Y Deguchi, A Kirschenbaum and JH Kehrl

Laboratory of Immunoregulation, National Institute of Allergy and Infectious Diseases, National Institutes of Health, Bethesda, MD 20892.

HB24 is a diverged homeobox gene known to be expressed in hematopoietic progenitor cells. We show here that the inhibition of HB24 expression in CD34+ bone marrow cells via antisense (AS) oligonucleotides impaired the proliferation of these cells in response to interleukin-3 and granulocyte-macrophage colony-stimulating factor. The treatment of CD34+ cells with HB24 AS oligonucleotides also reduced the levels of c- fos, c-myc, c-myb, cyclin B, and p34cdc2 messenger RNAs compared with cells treated with control oligonucleotides.
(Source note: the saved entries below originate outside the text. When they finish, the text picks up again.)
use anyhow::{Context, Result, anyhow, bail};
use std::fmt::Write as _;
use tracing::warn;
use tripweave_core::{
    AdviceResult, AdvisorySession, AdvisoryStatus, Agenda, ItineraryItem, Selection,
};
use tripweave_llm::advisor::request_advice_with_backend;
use tripweave_llm::{AdviceError, ChatBackend, GenerationOptions};

/// Parse `original` or a 1-based alternative number.
pub fn parse_selection(value: &str) -> Result<Selection, String> {
    let value = value.trim();
    if value.eq_ignore_ascii_case("original") {
        return Ok(Selection::Original);
    }
    match value.parse::<usize>() {
        Ok(n) if n >= 1 => Ok(Selection::Alternative(n - 1)),
        _ => Err(format!(
            "expected 'original' or an alternative number starting at 1, got '{value}'"
        )),
    }
}

#[derive(Debug)]
pub struct AdviseReport {
    pub advice: AdviceResult,
    /// The applied agenda, when a selection was requested.
    pub applied: Option<Vec<ItineraryItem>>,
}

/// Run one advisory round, retrying retryable failures up to `retries`
/// times, then optionally apply `selection`.
pub async fn advise(
    backend: &impl ChatBackend,
    agenda: &Agenda,
    selection: Option<Selection>,
    retries: u32,
) -> Result<AdviseReport> {
    let mut session: AdvisorySession<AdviceError> = AdvisorySession::new();
    let mut ticket = session
        .open()
        .context("Advisory session did not start a round")?;
    let mut attempt = 0;

    loop {
        let outcome = request_advice_with_backend(
            backend,
            agenda.items(),
            &GenerationOptions::advice(),
        )
        .await
        .map(|outcome| {
            for warning in &outcome.warnings {
                warn!("{}", warning);
            }
            outcome.advice
        });
        session.complete(ticket, outcome);

        let reason = match session.status() {
            AdvisoryStatus::Ready(_) => break,
            AdvisoryStatus::Failed(e) if e.is_retryable() && attempt < retries => e.to_string(),
            AdvisoryStatus::Failed(e) => {
                return Err(anyhow!(e.clone())).context("Advisory round failed");
            }
            AdvisoryStatus::Idle | AdvisoryStatus::Loading => {
                bail!("Advisory round did not settle")
            }
        };

        attempt += 1;
        warn!("Advisory round failed ({}), retry {}/{}", reason, attempt, retries);
        ticket = session
            .retry()
            .context("Advisory session refused to retry")?;
    }

    let AdvisoryStatus::Ready(advice) = session.status() else {
        bail!("Advisory round did not settle");
    };
    let advice = advice.clone();

    let applied = match selection {
        Some(selection) => {
            if session.select(selection).is_none() {
                bail!(
                    "No such itinerary: {} alternatives available",
                    advice.alternative_itineraries.len()
                );
            }
            match session.apply() {
                Some(items) => Some(
                    Agenda::from_items(items)
                        .context("Selected itinerary is not a valid agenda")?
                        .into_items(),
                ),
                None => None,
            }
        }
        None => None,
    };

    Ok(AdviseReport { advice, applied })
}

fn render_items(out: &mut String, items: &[ItineraryItem]) {
    for item in items {
        let _ = writeln!(
            out,
            "  {}  {}{} ({}) - {}",
            item.time,
            if item.pinned { "[pinned] " } else { "" },
            item.title,
            item.kind(),
            item.price_or_tbd()
        );
    }
}

/// Human-readable listing of the original and every alternative.
pub fn render_advice(advice: &AdviceResult) -> String {
    let mut out = String::from("ORIGINAL:\n");
    render_items(&mut out, &advice.original_itinerary);
    for (i, alternative) in advice.alternative_itineraries.iter().enumerate() {
        let _ = writeln!(out, "\nALTERNATIVE {}: {}", i + 1, alternative.explanation);
        render_items(&mut out, &alternative.items);
    }
    out
}

#[cfg(test)]
mod tests {
    use super::*;
    use std::collections::HashSet;
    use std::sync::Mutex;
    use tripweave_core::{ActivityDetails, ItemDetails, TravelDetails};
    use tripweave_llm::{ChatResponse, Choice, GenerationError, Message};

    struct ScriptedBackend {
        replies: Mutex<Vec<Result<String, GenerationError>>>,
    }

    impl ScriptedBackend {
        fn new(replies: Vec<Result<String, GenerationError>>) -> Self {
            Self {
                replies: Mutex::new(replies),
            }
        }
    }

    impl ChatBackend for ScriptedBackend {
        fn model_name(&self) -> &str {
            "scripted"
        }

        async fn chat(
            &self,
            _messages: Vec<Message>,
            _options: &GenerationOptions,
        ) -> Result<ChatResponse, GenerationError> {
            let text = self.replies.lock().unwrap().remove(0)?;
            Ok(ChatResponse {
                id: String::new(),
                choices: vec![Choice {
                    index: 0,
                    message: Message::assistant(text),
                    finish_reason: None,
                }],
                usage: None,
            })
        }
    }

    fn agenda() -> Agenda {
        let flight = |title: &str, time: &str| {
            ItineraryItem::new(title, time, ItemDetails::Travel(TravelDetails::default())).pinned()
        };
        Agenda::from_items(vec![
            flight("Arrival Flight", "09:00"),
            ItineraryItem::new(
                "Louvre",
                "14:00",
                ItemDetails::Activity(ActivityDetails::default()),
            ),
            flight("Departure Flight", "18:00"),
        ])
        .unwrap()
    }

    const REPLY: &str = "ALTERNATIVE 1:\nOutdoors.\n\
        Arrival Flight | travel | 09:00 | In | \n\
        Tuileries Picnic | activity | 12:00 | Lunch | $30\n\
        Departure Flight | travel | 18:00 | Out | \n\
        ALTERNATIVE 2:\nFood.\n\
        Arrival Flight | travel | 09:00 | In | \n\
        Cheese Tasting | activity | 13:00 | Fromagerie | $55\n\
        Departure Flight | travel | 18:00 | Out | \n";

    #[test]
    fn selections_are_one_based() {
        assert_eq!(parse_selection("original"), Ok(Selection::Original));
        assert_eq!(parse_selection(" Original "), Ok(Selection::Original));
        assert_eq!(parse_selection("1"), Ok(Selection::Alternative(0)));
        assert_eq!(parse_selection("2"), Ok(Selection::Alternative(1)));
        assert!(parse_selection("0").is_err());
        assert!(parse_selection("best").is_err());
    }

    #[tokio::test]
    async fn applied_selection_gets_fresh_ids() {
        let agenda = agenda();
        let backend = ScriptedBackend::new(vec![Ok(REPLY.to_string())]);

        let report = advise(&backend, &agenda, Some(Selection::Alternative(1)), 0)
            .await
            .unwrap();
        assert_eq!(report.advice.alternative_itineraries.len(), 2);

        let applied = report.applied.unwrap();
        let titles: Vec<&str> = applied.iter().map(|i| i.title.as_str()).collect();
        assert_eq!(titles, vec!["Arrival Flight", "Cheese Tasting", "Departure Flight"]);

        let old_ids: HashSet<_> = agenda.items().iter().map(|i| i.id).collect();
        assert!(applied.iter().all(|i| !old_ids.contains(&i.id)));
        Agenda::from_items(applied).unwrap();
    }

    #[tokio::test]
    async fn applied_times_are_canonical() {
        let reply = "ALTERNATIVE 1:\nEarly start.\n\
            Arrival Flight | travel | 09:00 | In | \n\
            Tuileries Walk | activity | 9:30 | Gardens | $0\n\
            Departure Flight | travel | 18:00 | Out | \n";
        let backend = ScriptedBackend::new(vec![Ok(reply.to_string())]);

        let report = advise(&backend, &agenda(), Some(Selection::Alternative(0)), 0)
            .await
            .unwrap();
        let applied = report.applied.unwrap();
        let times: Vec<&str> = applied.iter().map(|i| i.time.as_str()).collect();
        assert_eq!(times, vec!["09:00", "09:30", "18:00"]);
        Agenda::from_items(applied).unwrap();
    }

    #[tokio::test]
    async fn unreadable_times_fail_before_applying() {
        let reply = "ALTERNATIVE 1:\nLoose.\n\
            Arrival Flight | travel | 09:00 | In | \n\
            Picnic | activity | sometime | Lunch | $30\n\
            Departure Flight | travel | 18:00 | Out | \n";
        let backend = ScriptedBackend::new(vec![Ok(reply.to_string())]);

        let err = advise(&backend, &agenda(), Some(Selection::Alternative(0)), 0)
            .await
            .unwrap_err();
        assert!(err.to_string().contains("not a valid agenda"));
        assert!(format!("{err:#}").contains("sometime"));
    }

    #[tokio::test]
    async fn retryable_failures_are_retried() {
        let backend = ScriptedBackend::new(vec![
            Ok("nothing parseable".to_string()),
            Err(GenerationError::Timeout(std::time::Duration::from_secs(1))),
            Ok(REPLY.to_string()),
        ]);
        let report = advise(&backend, &agenda(), None, 2).await.unwrap();
        assert!(report.applied.is_none());
        assert_eq!(report.advice.original_itinerary.len(), 3);
    }

    #[tokio::test]
    async fn retries_run_out() {
        let backend = ScriptedBackend::new(vec![
            Ok("nothing parseable".to_string()),
            Ok("still nothing".to_string()),
        ]);
        let err = advise(&backend, &agenda(), None, 1).await.unwrap_err();
        assert!(format!("{err:#}").contains("No valid alternatives"));
    }

    #[tokio::test]
    async fn missing_credentials_are_not_retried() {
        let backend = ScriptedBackend::new(vec![Err(GenerationError::NoCredentials)]);
        let err = advise(&backend, &agenda(), None, 5).await.unwrap_err();
        assert_eq!(
            err.downcast_ref::<AdviceError>().map(AdviceError::reason),
            Some("no_credentials")
        );
    }

    #[tokio::test]
    async fn unknown_alternative_is_an_error() {
        let backend = ScriptedBackend::new(vec![Ok(REPLY.to_string())]);
        let err = advise(&backend, &agenda(), Some(Selection::Alternative(4)), 0)
            .await
            .unwrap_err();
        assert!(err.to_string().contains("2 alternatives available"));
    }

    #[test]
    fn listing_marks_pinned_items() {
        let agenda = agenda();
        let advice = AdviceResult {
            original_itinerary: agenda.items().to_vec(),
            alternative_itineraries: Vec::new(),
        };
        let listing = render_advice(&advice);
        assert!(listing.starts_with("ORIGINAL:\n  09:00  [pinned] Arrival Flight (travel) - TBD\n"));
        assert!(listing.contains("  14:00  Louvre (activity) - TBD"));
    }
}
Conversely, the transient transfection of HB24 into a subpopulation of CD34 cells inhibited their differentiation into mature hematopoietic cell types. In addition, HB24 messenger RNA transcripts were elevated in bone marrow and peripheral blood mononuclear cells isolated from patients with acute myelogenous leukemia compared with normal controls. These data suggest that HB24 is an important transcription factor during hematopoietic progenitor proliferation and that differentiation to specific cell types requires its downregulation. Furthermore, dysregulated expression of HB24 impairs the normal differentiation of hematopoietic progenitors and may contribute to leukemogenesis.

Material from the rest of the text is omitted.